The title says it all! Regina Kesler's remarkable life is movingly captured in this autobiography edited by her husband. Surviving extraordinary challenges as a Jewish woman during and following WWII, Regina's grit is evidenced over and over again. Her intelligence,courage and tenacity led her to accomplish her ultimate goal of becoming a physician, but those same qualities allowed her to survive and helped spare her father from certain suffering and possible death in the Soviet army which rounded up every male they could find. Highly recommended for young adult readers, for anyone!
Written in straightforward, spare language, this story is different from most other Holocaust survivor's tales. It is not a comprehensive indictment of Nazi and Communist horror; the author and editor know that we are already familiar with those facts, so stick mostly to the very personal journey of a woman and her family. It reminded me of Huck Finn's matter-of-fact account of his life: the charges against the bad guys are stated baldly, simply, this is how it was, how we lived, we could expect little else.
Regina Kessler does survive and eventually emigrates to New York to face new challenges. I finished this book wishing I could have known her, a woman of such courage and determination, someone who defied murderers, worked very hard to protect her family, did not given in to grief, and overcame language barriers and sexism to follow her dream of becoming a doctor.
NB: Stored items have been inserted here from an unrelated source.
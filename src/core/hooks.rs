//! Per-module lifecycle hooks.
//!
//! Every module goes through `init`, `pre_check_deps` and `post_check_deps`
//! before anything is built. The default hooks give a module its installation
//! setting and the standard include/library flags; the Marlin framework adds
//! its compatibility gates on top.
//!
//! Hooks receive a private copy of their module and a read-only view of the
//! stack. Changes to other modules are returned as [`EnvPatch`] values and
//! applied by the orchestrator, so no hook ever mutates a sibling directly.

use crate::builder::tool::ToolRunner;
use crate::core::descriptor::{FileGroup, ModuleRole};
use crate::core::env_store::EnvStore;
use crate::core::error::{InstallError, Warning};
use crate::core::module::Module;
use crate::core::module_id::ModuleId;
use crate::core::stack::Stack;
use crate::resolver::optional::Resolution;
use crate::resolver::version::{MalformedVersionPolicy, VersionOrdering};

/// Last Marlin release that needs MarlinUtil's include directory spelled out.
pub const MARLIN_LEGACY_INCLUDE_VERSION: &str = "v00-09-06";

/// Oldest QT release usable by the Marlin GUI.
pub const MARLIN_GUI_QT_VERSION: &str = "4.0";

/// Read-only state shared by all hooks.
pub struct HookContext<'a> {
    pub stack: &'a Stack,
    pub policy: MalformedVersionPolicy,
    pub tools: &'a dyn ToolRunner,
    pub doc_tool: &'a str,
}

/// A build-flag token to append to another module's environment.
#[derive(Debug, Clone, PartialEq, Eq)]
pub struct EnvPatch {
    pub target: ModuleId,
    pub name: String,
    pub token: String,
}

/// Side effects of a hook beyond its own module.
#[derive(Debug, Clone, Default)]
pub struct HookOutcome {
    pub patches: Vec<EnvPatch>,
    pub warnings: Vec<Warning>,
}

/// Lifecycle hooks of one module kind.
pub trait ModuleHooks {
    /// Set up settings and build flags.
    fn init(&self, module: &mut Module, _ctx: &HookContext<'_>) -> Result<HookOutcome, InstallError> {
        default_init(module);
        Ok(HookOutcome::default())
    }

    /// Add requirements that depend on settings, before presence checks.
    fn pre_check_deps(&self, _module: &mut Module, _ctx: &HookContext<'_>) -> Result<(), InstallError> {
        Ok(())
    }

    /// Validate dependencies once optional modules are resolved.
    fn post_check_deps(
        &self,
        _module: &mut Module,
        _resolution: &Resolution,
        _ctx: &HookContext<'_>,
    ) -> Result<HookOutcome, InstallError> {
        Ok(HookOutcome::default())
    }
}

/// Hooks for modules without special behavior.
pub struct DefaultHooks;

impl ModuleHooks for DefaultHooks {}

/// Hooks for the Marlin framework.
pub struct MarlinHooks;

impl ModuleHooks for MarlinHooks {
    fn init(&self, module: &mut Module, ctx: &HookContext<'_>) -> Result<HookOutcome, InstallError> {
        default_init(module);
        let mut outcome = HookOutcome::default();

        module
            .env
            .entry("MARLINWORKDIR".to_string())
            .or_insert_with(|| module.workdir.display().to_string());

        if !module.is_install() {
            return Ok(outcome);
        }

        let (ordering, assumed) =
            module.evaluate_version(MARLIN_LEGACY_INCLUDE_VERSION, ctx.policy)?;
        if assumed {
            outcome.warnings.push(
                Warning::MalformedVersion {
                    module: module.name().to_string(),
                    version: module.version.clone(),
                }
                .emit(),
            );
        }
        if ordering.is_at_most() && module.descriptor.optional.contains(&ModuleId::MarlinUtil) {
            if let Some(util) = ctx.stack.get(ModuleId::MarlinUtil) {
                outcome.patches.push(EnvPatch {
                    target: ModuleId::MarlinUtil,
                    name: "USERINCLUDES".to_string(),
                    token: format!("-I{}/include", util.install_path.display()),
                });
            }
        }

        if module.debug {
            module.env.insert("MARLINDEBUG".to_string(), "1".to_string());
        }

        if module.build_doc && !ctx.tools.on_path(ctx.doc_tool) {
            outcome.warnings.push(
                Warning::ToolUnavailable {
                    module: module.name().to_string(),
                    tool: ctx.doc_tool.to_string(),
                }
                .emit(),
            );
        }

        Ok(outcome)
    }

    fn pre_check_deps(&self, module: &mut Module, _ctx: &HookContext<'_>) -> Result<(), InstallError> {
        if module.is_install() && module.flag("MARLIN_GUI") {
            module.require_module(ModuleId::Qt);
            module.require_files(FileGroup::new(["bin/MarlinGUI"]));
        }
        Ok(())
    }

    fn post_check_deps(
        &self,
        module: &mut Module,
        resolution: &Resolution,
        ctx: &HookContext<'_>,
    ) -> Result<HookOutcome, InstallError> {
        let mut outcome = HookOutcome::default();
        if !module.is_install() {
            return Ok(outcome);
        }

        if module.flag("MARLIN_GUI") {
            if let Some(qt) = ctx.stack.get(ModuleId::Qt) {
                let (ordering, assumed) = qt.evaluate_version(MARLIN_GUI_QT_VERSION, ctx.policy)?;
                if assumed {
                    outcome.warnings.push(
                        Warning::MalformedVersion {
                            module: qt.name().to_string(),
                            version: qt.version.clone(),
                        }
                        .emit(),
                    );
                }
                if ordering == VersionOrdering::Older {
                    return Err(InstallError::IncompatibleVersion {
                        module: module.name().to_string(),
                        dependency: qt.name().to_string(),
                        required: MARLIN_GUI_QT_VERSION.to_string(),
                        found: qt.version.clone(),
                    });
                }
            }
        }

        if resolution.is_included(ModuleId::Raida) || resolution.is_included(ModuleId::AidaJni) {
            module
                .env
                .insert("MARLIN_USE_AIDA".to_string(), "1".to_string());
        }

        Ok(outcome)
    }
}

/// Hooks for a module kind.
pub fn hooks_for(id: ModuleId) -> &'static dyn ModuleHooks {
    match id {
        ModuleId::Marlin => &MarlinHooks,
        _ => &DefaultHooks,
    }
}

/// Installation setting plus standard flags, followed by whatever the stack
/// file contributed.
fn default_init(module: &mut Module) {
    let path = module.install_path.display().to_string();
    module.env.insert(module.id().env_name(), path.clone());

    let user = std::mem::take(&mut module.build_env);
    let mut env = EnvStore::new();
    if module.descriptor.role != ModuleRole::Framework {
        env.append("USERINCLUDES", format!("-I{}/include", path));
        if let Some(lib) = module.descriptor.library {
            env.extend("USERLIBS", [format!("-L{}/lib", path), format!("-l{}", lib)]);
        }
    }
    env.merge(&user);
    module.build_env = env;
}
GRIT: A Pediatrician's Odyssey From a Soviet Camp to Harvard is a fascinating book, written with sensitivity and artistry. Not only is it a testament to the human spirit, but it is touching and inspirational to read how this young woman never gave up her dream. It teaches that no matter what happens, nothing happens without a steadfast determination and vision, willingness to ask and courage to act. Most moving of all is to realize who wrote it and why.